Exemples d’entreprises qui ont commencé leur transition ? On voit un repositionnement du modèle économique. Par exemple, une PME produit du parquet à partir de PVC. Elle comprend alors que son empreinte carbone est en partie liée à ses achats et à la fin de vie de ses produits qui restent chez les clients. Elle a donc décidé de créer une deuxième société pour récupérer les chutes de PVC laissées chez les clients et les réutiliser.

Autre exemple : un constructeur dans le domaine du bâtiment qui décide de changer de matériau et investit dans le bois. La ressource bois est désormais une filière intéressante.

On observe aussi des comportements chez les assureurs qui évacuent les « actifs échoués » car ils n’ont plus de valeur.

2) Crise du Covid, risque ou opportunité ? Elle questionne l’économie et son impact écologique. On s’interroge par exemple sur le secteur aérien à courte distance.

3) Gaz naturel, une solution ?

Le pétrole va émettre 50 % de CO2 que le gaz naturel pour une même quantité d’énergie et le charbon encore davantage donc le gaz est le « moins pire ». Cela n’est pourtant pas une solution satisfaisante.

Le gaz naturel malgré tout peut être verdi grâce à différentes filières. L’Adem propose un gaz complètement vert d’ici 2050. Le gaz vert est un gaz non fossile produit soit par fermentation de boues et de déchets soit grâce à d’autres filières telles que la pyrogazéification qui est un projet GRDF ou à partir d’hydrogène : la méthanation. L’usage du gaz s’inscrit dans la suite des moteurs thermiques, ce qui permettrait une transition car il ne sera pas facile de passer massivement à l’électrique. Sur le territoire local, il existe deux lieux de méthanisation, l’un sur une station d’épuration qui permet à 80 bus de Grenoble de rouler et l’autre sur les ordures ménagères qui est en construction. Ces bus n’émettent aucun GES.

  1. Comment concilier l’atténuation et la concurrence si les législations ne sont pas convergentes ? L’atténuation a des conséquences positives dans plusieurs domaines : la santé, des économies…S’il y a un intérêt individuel cela va fonctionner.

    Il faut articuler l’intérêt individuel et collectif donc l’échelle locale et l’échelle territoriale sont essentiels.

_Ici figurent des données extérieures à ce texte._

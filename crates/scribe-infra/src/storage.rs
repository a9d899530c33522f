//! Local-disk media storage.

use std::path::PathBuf;

use async_trait::async_trait;
use uuid::Uuid;

use scribe_core::domain::ImageKind;
use scribe_core::ports::{MediaStorage, StorageError};

/// Subdirectory of the media root that holds post images.
pub const POST_IMAGE_DIR: &str = "posts";

/// Writes uploads under a media root that is served at `/media`.
pub struct LocalMediaStorage {
    root: PathBuf,
}

impl LocalMediaStorage {
    pub fn new(root: impl Into<PathBuf>) -> Self {
        Self { root: root.into() }
    }
}

#[async_trait]
impl MediaStorage for LocalMediaStorage {
    async fn save_post_image(&self, kind: ImageKind, bytes: &[u8]) -> Result<String, StorageError> {
        let dir = self.root.join(POST_IMAGE_DIR);
        tokio::fs::create_dir_all(&dir).await?;

        let name = format!("{}.{}", Uuid::new_v4().simple(), kind.extension());
        tokio::fs::write(dir.join(&name), bytes).await?;

        tracing::debug!(file = %name, size = bytes.len(), "Stored post image");
        Ok(format!("{POST_IMAGE_DIR}/{name}"))
    }

    async fn delete_post_image(&self, path: &str) -> Result<(), StorageError> {
        tokio::fs::remove_file(self.root.join(path)).await?;
        tracing::debug!(file = %path, "Removed post image");
        Ok(())
    }
}
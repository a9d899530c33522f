//! Ports - trait definitions for external dependencies.
//! These are the "interfaces" that infrastructure must implement.

mod auth;
mod cache;
mod repository;
mod storage;

pub use auth::{AuthError, PasswordService, TokenClaims, TokenService};
pub use cache::{Cache, CacheError};
pub use repository::{
    BaseRepository, CommentRepository, GroupRepository, PostRepository, UserRepository,
};
pub use storage::{MediaStorage, StorageError};
use chrono::{DateTime, Utc};
use serde::{Deserialize, Serialize};
use uuid::Uuid;

/// Comment entity - a reply attached to exactly one post.
#[derive(Debug, Clone, Serialize, Deserialize)]
pub struct Comment {
    pub id: Uuid,
    pub post_id: Uuid,
    pub author_id: Uuid,
    pub text: String,
    pub created_at: DateTime<Utc>,
}

impl Comment {
    pub fn new(post_id: Uuid, author_id: Uuid, text: String) -> Self {
        Self {
            id: Uuid::new_v4(),
            post_id,
            author_id,
            text,
            created_at: Utc::now(),
        }
    }
}

#[derive(Debug, Clone)]
pub struct CommentView {
    pub comment: Comment,
    pub author: String,
}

  2. Les moyens d’action public / privé. Le public peut orienter l’offre des entreprises privées. Exemple des cantines de Grenoble. On demande certains produits aux fournisseurs. Ils s’adaptent.

    À travers des Défis, des associations, des forums, on peut mener des actions pour atteindre les objectifs d’atténuation.

    Un dialogue s’installe entre les acteurs privés et les acteurs publics pour aller vers la transition.

    Une entreprise qui ne peut faire baisser son empreinte carbone immédiatement peut investir ailleurs dans un autre projet et participer à la transition dans un cadre par exemple le label « bas carbone ».

Conclusion :

Les différents intervenants expriment leur optimisme malgré une marche à franchir très haute et des scénarios d’émissions de GES encore forts dans les années à venir. Ils regrettent cependant la lenteur de réaction des gouvernants. Une taxe carbone au niveau global permettrait d’aligner l’intérêt général sur l’intérêt individuel. Le défi, insistent-ils, reste source de motivation et d’actions créatives pour l’environnement tout en pensant évidemment à la justice sociale.